The ECONYL® Regeneration System starts with rescuing waste, like fishing nets, fabric scraps, carpet flooring and industrial plastic from landfills and oceans all over the world. That waste is then sorted and cleaned to recover all of the nylon possible.
Through a radical regeneration and purification process, the nylon waste is recycled right back to its original purity. That means ECONYL® regenerated nylon is exactly the same as virgin nylon.
ECONYL® regenerated nylon is processed into carpet yarn and textile yarn for the fashion and interior industries.
Outfyt believes that circular design is the future and using ECONYL® is its first step on that journey.
Making a change to becoming sustainable takes a lot of research to make sure that new suppliers are ethical and not green-washing. Outfyt took a full year to make the switch from being a conventional retailer to being sustainable. Being strategic with written plans and targets helped us reach our goals making changes step by step.Stephanie Colhag Yeo MacGregor, Founder of Outfyt
Besides the materials used in their activewear pieces, Outfyt’s packaging and manufacturing processes are all ethical and sustainable as well.

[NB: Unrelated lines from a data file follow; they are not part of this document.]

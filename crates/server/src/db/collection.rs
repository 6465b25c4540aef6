use std::marker::PhantomData;
use std::sync::Arc;

use fhir_docstore_core::{ObjectId, Resource, ResourceError, ResourceType};

use super::store::DocumentStore;

/// Typed view of one resource type's collection.
///
/// Identifiers arriving as strings are validated here, before the store is
/// touched.
pub struct Collection<R> {
    resource_type: ResourceType,
    store: Arc<dyn DocumentStore>,
    _schema: PhantomData<fn() -> R>,
}

impl<R> Clone for Collection<R> {
    fn clone(&self) -> Self {
        Self {
            resource_type: self.resource_type,
            store: self.store.clone(),
            _schema: PhantomData,
        }
    }
}

impl<R: Resource> Collection<R> {
    pub fn new(resource_type: ResourceType, store: Arc<dyn DocumentStore>) -> Self {
        Self {
            resource_type,
            store,
            _schema: PhantomData,
        }
    }

    pub fn resource_type(&self) -> &ResourceType {
        &self.resource_type
    }

    pub async fn find_all(&self, limit: usize) -> Result<Vec<R>, ResourceError> {
        self.store
            .find_all(self.resource_type.collection, limit)
            .await?
            .into_iter()
            .map(R::from_document)
            .collect()
    }

    pub async fn find_by_id(&self, id: &str) -> Result<R, ResourceError> {
        let id = ObjectId::parse(id)?;
        let doc = self
            .store
            .find_by_id(self.resource_type.collection, &id)
            .await
            .map_err(|e| e.into_resource_error(self.resource_type.name, &id))?;
        R::from_document(doc)
    }

    /// Store a resource whose id has already been assigned.
    pub async fn insert(&self, resource: &R) -> Result<(), ResourceError> {
        let id = match resource.id() {
            Some(id) => ObjectId::parse(id)?,
            None => {
                return Err(ResourceError::StoreFailure(
                    "resource has no id assigned".to_string(),
                ));
            }
        };
        self.store
            .insert(self.resource_type.collection, &id, resource.to_document()?)
            .await
            .map_err(|e| e.into_resource_error(self.resource_type.name, &id))
    }

    pub async fn replace_by_id(&self, id: &str, resource: &R) -> Result<(), ResourceError> {
        let id = ObjectId::parse(id)?;
        self.store
            .replace_by_id(self.resource_type.collection, &id, resource.to_document()?)
            .await
            .map_err(|e| e.into_resource_error(self.resource_type.name, &id))
    }

    pub async fn remove_by_id(&self, id: &str) -> Result<(), ResourceError> {
        let id = ObjectId::parse(id)?;
        self.store
            .remove_by_id(self.resource_type.collection, &id)
            .await
            .map_err(|e| e.into_resource_error(self.resource_type.name, &id))
    }
}

#[cfg(test)]
mod tests {
    use super::*;
    use crate::db::MemoryStore;
    use fhir_docstore_core::Document;
    use serde_json::json;

    const ENCOUNTER: ResourceType = ResourceType::new("Encounter", "encounters");

    fn collection() -> Collection<Document> {
        Collection::new(ENCOUNTER, Arc::new(MemoryStore::new()))
    }

    #[tokio::test]
    async fn insert_then_find_round_trips() {
        let encounters = collection();
        let mut doc: Document = serde_json::from_value(json!({"note": "visit"})).unwrap();
        let id = ObjectId::new();
        doc.set_id(id);

        encounters.insert(&doc).await.unwrap();
        let found = encounters.find_by_id(&id.to_hex()).await.unwrap();
        assert_eq!(found, doc);
    }

    #[tokio::test]
    async fn malformed_ids_are_rejected() {
        let encounters = collection();
        assert!(matches!(
            encounters.find_by_id("nope").await,
            Err(ResourceError::InvalidIdentifier(_))
        ));
        assert!(matches!(
            encounters.remove_by_id("nope").await,
            Err(ResourceError::InvalidIdentifier(_))
        ));
    }

    #[tokio::test]
    async fn insert_requires_an_id() {
        let encounters = collection();
        let doc = Document::default();
        assert!(matches!(
            encounters.insert(&doc).await,
            Err(ResourceError::StoreFailure(_))
        ));
    }

    #[tokio::test]
    async fn missing_documents_report_not_found() {
        let encounters = collection();
        let id = ObjectId::new().to_hex();
        let err = encounters.find_by_id(&id).await.unwrap_err();
        assert!(err.is_not_found());
        assert_eq!(err.to_string(), format!("Encounter/{} not found", id));
    }
}
//! Generic resource handlers
//!
//! Every resource type shares the same five operations. A router is built
//! per type from its [`ResourceType`] descriptor and schema type `R`.

use std::sync::Arc;

use axum::{
    Extension, Router,
    body::Bytes,
    extract::{Path, State},
    http::{HeaderValue, StatusCode, header},
    response::{IntoResponse, Response},
    routing::get,
};
use fhir_docstore_core::{Bundle, INDEX_PAGE_SIZE, ObjectId, Resource, ResourceType};
use serde::Serialize;

use crate::db::{Collection, DocumentStore};
use crate::error::AppError;
use crate::middleware::{Action, RequestContext};

const JSON_CONTENT_TYPE: &str = "application/json; charset=utf-8";

/// Shared state of one resource type's handlers
pub struct ResourceHandler<R> {
    collection: Collection<R>,
    base_url: Option<Arc<str>>,
}

impl<R> Clone for ResourceHandler<R> {
    fn clone(&self) -> Self {
        Self {
            collection: self.collection.clone(),
            base_url: self.base_url.clone(),
        }
    }
}

impl<R: Resource> ResourceHandler<R> {
    pub fn new(
        resource_type: ResourceType,
        store: Arc<dyn DocumentStore>,
        base_url: Option<&str>,
    ) -> Self {
        Self {
            collection: Collection::new(resource_type, store),
            base_url: base_url.map(Arc::from),
        }
    }

    fn resource_type(&self) -> &ResourceType {
        self.collection.resource_type()
    }

    fn location(&self, id: &ObjectId) -> String {
        let path = self.resource_type().instance_path(&id.to_hex());
        match &self.base_url {
            Some(base) => format!("{}{}", base, path),
            None => path,
        }
    }
}

/// Build the `/{Type}` and `/{Type}/{id}` routes for one resource type
pub fn resource_routes<R: Resource>(handler: ResourceHandler<R>) -> Router {
    let resource_type = *handler.resource_type();
    Router::new()
        .route(&resource_type.path(), get(index::<R>).post(create::<R>))
        .route(
            &format!("/{}/{{id}}", resource_type.name),
            get(show::<R>).put(update::<R>).delete(delete::<R>),
        )
        .with_state(handler)
}

fn json_response<T: Serialize>(body: &T) -> Result<Response, AppError> {
    let bytes = serde_json::to_vec(body).map_err(|e| AppError::Store(e.to_string()))?;
    Ok((
        StatusCode::OK,
        [(header::CONTENT_TYPE, JSON_CONTENT_TYPE)],
        bytes,
    )
        .into_response())
}

fn to_subject<T: Serialize>(value: &T) -> Result<serde_json::Value, AppError> {
    serde_json::to_value(value).map_err(|e| AppError::Store(e.to_string()))
}

/// GET /{Type} - First page of the collection wrapped in a Bundle
pub async fn index<R: Resource>(
    State(handler): State<ResourceHandler<R>>,
    Extension(context): Extension<RequestContext>,
) -> Result<Response, AppError> {
    let resources = handler.collection.find_all(INDEX_PAGE_SIZE).await?;
    let subject = to_subject(&resources)?;
    let bundle = Bundle::build(handler.resource_type(), resources);
    let response = json_response(&bundle)?;

    let name = handler.resource_type().name;
    tracing::debug!(resource = name, total = bundle.total_results, "Setting search context");
    context.record(name, Action::Search, subject);

    Ok(response)
}

/// GET /{Type}/{id} - Read one resource
pub async fn show<R: Resource>(
    State(handler): State<ResourceHandler<R>>,
    Extension(context): Extension<RequestContext>,
    Path(id): Path<String>,
) -> Result<Response, AppError> {
    let resource = handler.collection.find_by_id(&id).await?;
    let response = json_response(&resource)?;

    let name = handler.resource_type().name;
    tracing::debug!(resource = name, id = %id, "Setting read context");
    context.record(name, Action::Read, to_subject(&resource)?);

    Ok(response)
}

/// POST /{Type} - Create a resource under a freshly minted id
///
/// Any `id` in the body is replaced.
pub async fn create<R: Resource>(
    State(handler): State<ResourceHandler<R>>,
    Extension(context): Extension<RequestContext>,
    body: Bytes,
) -> Result<Response, AppError> {
    let mut resource = R::decode(&body)?;
    let id = ObjectId::new();
    resource.set_id(id);

    handler.collection.insert(&resource).await?;

    let location = HeaderValue::from_str(&handler.location(&id))
        .map_err(|e| AppError::Store(format!("Invalid Location header: {}", e)))?;

    let name = handler.resource_type().name;
    tracing::debug!(resource = name, id = %id, "Setting create context");
    context.record(name, Action::Create, to_subject(&resource)?);

    Ok((StatusCode::CREATED, [(header::LOCATION, location)]).into_response())
}

/// PUT /{Type}/{id} - Replace a resource; the path id wins over the body
pub async fn update<R: Resource>(
    State(handler): State<ResourceHandler<R>>,
    Extension(context): Extension<RequestContext>,
    Path(id): Path<String>,
    body: Bytes,
) -> Result<Response, AppError> {
    let id = ObjectId::parse(&id)?;
    let mut resource = R::decode(&body)?;
    resource.set_id(id);

    handler
        .collection
        .replace_by_id(&id.to_hex(), &resource)
        .await?;

    let name = handler.resource_type().name;
    tracing::debug!(resource = name, id = %id, "Setting update context");
    context.record(name, Action::Update, to_subject(&resource)?);

    Ok(StatusCode::OK.into_response())
}

/// DELETE /{Type}/{id} - Remove a resource
pub async fn delete<R: Resource>(
    State(handler): State<ResourceHandler<R>>,
    Extension(context): Extension<RequestContext>,
    Path(id): Path<String>,
) -> Result<Response, AppError> {
    let id = ObjectId::parse(&id)?;
    handler.collection.remove_by_id(&id.to_hex()).await?;

    let name = handler.resource_type().name;
    tracing::debug!(resource = name, id = %id, "Setting delete context");
    context.record(name, Action::Delete, serde_json::Value::String(id.to_hex()));

    Ok(StatusCode::NO_CONTENT.into_response())
}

The brand’s fabric manufacturer is based in Italy, and is committed to saving energy, reducing carbon dioxide emissions, and recycling waste.
Due to their cutting-edge fumes treatment plant, they prevented 2,425,000 kg of carbon dioxide from being released into the environment in 2019. This is equivalent to the amount of emissions produced by cars if they were to go round the world 530 times.

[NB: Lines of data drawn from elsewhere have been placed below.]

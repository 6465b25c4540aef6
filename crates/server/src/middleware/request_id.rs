use axum::{body::Body, extract::Request, http::HeaderValue, middleware::Next, response::Response};
use uuid::Uuid;

/// Header name for request ID
pub const REQUEST_ID_HEADER: &str = "X-Request-ID";

/// Request ID carried in the request extensions
#[derive(Debug, Clone)]
pub struct RequestId(pub String);

/// Reuse the caller's `X-Request-ID` or mint one, and echo it on the response
pub async fn request_id_middleware(mut request: Request<Body>, next: Next) -> Response {
    let request_id = request
        .headers()
        .get(REQUEST_ID_HEADER)
        .and_then(|v| v.to_str().ok())
        .filter(|v| !v.is_empty())
        .map(String::from)
        .unwrap_or_else(|| Uuid::new_v4().to_string());

    request
        .extensions_mut()
        .insert(RequestId(request_id.clone()));

    let mut response = next.run(request).await;

    if let Ok(value) = HeaderValue::from_str(&request_id) {
        response.headers_mut().insert(REQUEST_ID_HEADER, value);
    }

    response
}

Furthermore, 99 per cent of the waste they produce is recycled and reused, so the equivalent of the content of 160 garbage trucks avoids ending up in the landfill.

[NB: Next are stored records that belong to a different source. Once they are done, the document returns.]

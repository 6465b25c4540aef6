//! Document store abstraction

use async_trait::async_trait;
use fhir_docstore_core::{ObjectId, ResourceError};
use serde_json::Value as JsonValue;
use thiserror::Error;

/// Errors raised by a [`DocumentStore`] backend
#[derive(Debug, Error)]
pub enum StoreError {
    #[error("not found")]
    NotFound,

    #[error("duplicate id {0}")]
    Conflict(String),

    #[error("{0}")]
    Backend(String),
}

impl From<deadpool_postgres::PoolError> for StoreError {
    fn from(err: deadpool_postgres::PoolError) -> Self {
        StoreError::Backend(format!("Database pool error: {}", err))
    }
}

impl From<tokio_postgres::Error> for StoreError {
    fn from(err: tokio_postgres::Error) -> Self {
        StoreError::Backend(format!("Database error: {}", err))
    }
}

impl StoreError {
    /// Attach the resource type and id the failed operation was about.
    pub fn into_resource_error(self, resource_type: &str, id: &ObjectId) -> ResourceError {
        match self {
            StoreError::NotFound => ResourceError::not_found(resource_type, id.to_hex()),
            other => ResourceError::StoreFailure(other.to_string()),
        }
    }
}

impl From<StoreError> for ResourceError {
    fn from(err: StoreError) -> Self {
        ResourceError::StoreFailure(err.to_string())
    }
}

/// Named collections of JSON documents keyed by [`ObjectId`].
///
/// Implementations are shared by every request and must be safe for
/// concurrent use without outside locking.
#[async_trait]
pub trait DocumentStore: Send + Sync {
    /// Up to `limit` documents of `collection` in store-native order.
    async fn find_all(&self, collection: &str, limit: usize)
    -> Result<Vec<JsonValue>, StoreError>;

    /// Returns `StoreError::NotFound` when no document has this id.
    async fn find_by_id(&self, collection: &str, id: &ObjectId) -> Result<JsonValue, StoreError>;

    /// Returns `StoreError::Conflict` when the id is already taken.
    async fn insert(
        &self,
        collection: &str,
        id: &ObjectId,
        document: JsonValue,
    ) -> Result<(), StoreError>;

    /// Full replace. Returns `StoreError::NotFound` when no document matched.
    async fn replace_by_id(
        &self,
        collection: &str,
        id: &ObjectId,
        document: JsonValue,
    ) -> Result<(), StoreError>;

    /// Returns `StoreError::NotFound` when no document matched.
    async fn remove_by_id(&self, collection: &str, id: &ObjectId) -> Result<(), StoreError>;

    /// Cheap connectivity check used by the health endpoint.
    async fn ping(&self) -> Result<(), StoreError>;
}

To add on, at Outfyt’s clothing manufacturer in Indonesia, employees are paid well over the minimum wage monitored by the Indonesian Manpower Department with decent working hours.
Outfyt also ships out its products in eco-friendly Hero Packaging mailers that are 100 per cent home compostable, but also made from materials like cornstarch and cassava roots, allowing them to break down without any waste.
More than just an activewear brand
Currently, Outfyt’s sports bras and crop tops with in-built sports bras are very popular and Stephanie is looking to expand the collections and launch new ones more frequently.
Besides producing sustainable items, Stephanie also aims to create designs that flatter the female body and make the wearer feel confident while wearing them.
Furthermore, when purchasing from Outfyt, customers are not only buying into a sustainable ecosystem, but also giving back to the environment.
With every purchase made at Outfyt, one per cent of proceeds will be donated to Healthy Seas. This donation will go towards cleaning the seas, saving marine wildlife, preventing future pollution, and recycling resources.
The fishnets collected by Healthy Seas divers and fishermen are brought into the ECONYL® regeneration system, where they are transformed into new, high-quality yarn which Outfyt uses for all its collections.
However, despite how far the brand has come in terms of sustainability, Stephanie shares that the journey has not been easy.
Building a sustainable brand is tough, especially for conventional companies trying to make a shift. It could mean having to build a totally new target market and changing prices, suppliers and processes.
This can be very costly or detrimental to the original business concept. Hence, when making a change to be sustainable, Stephanie and her team had to conduct a lot of research to make sure that new suppliers were ethical and not green-washing.
Educating customers was also a challenge.
“One of the major challenges we face is competing with fast fashion brands that produce really cheap activewear and educating on why fast fashion is bad,” said Stephanie.
In the long run, she hopes to be able to expand into new markets, and even create Outfyt’s own sustainable materials. “We hope to be known as more than just an activewear brand,” she added.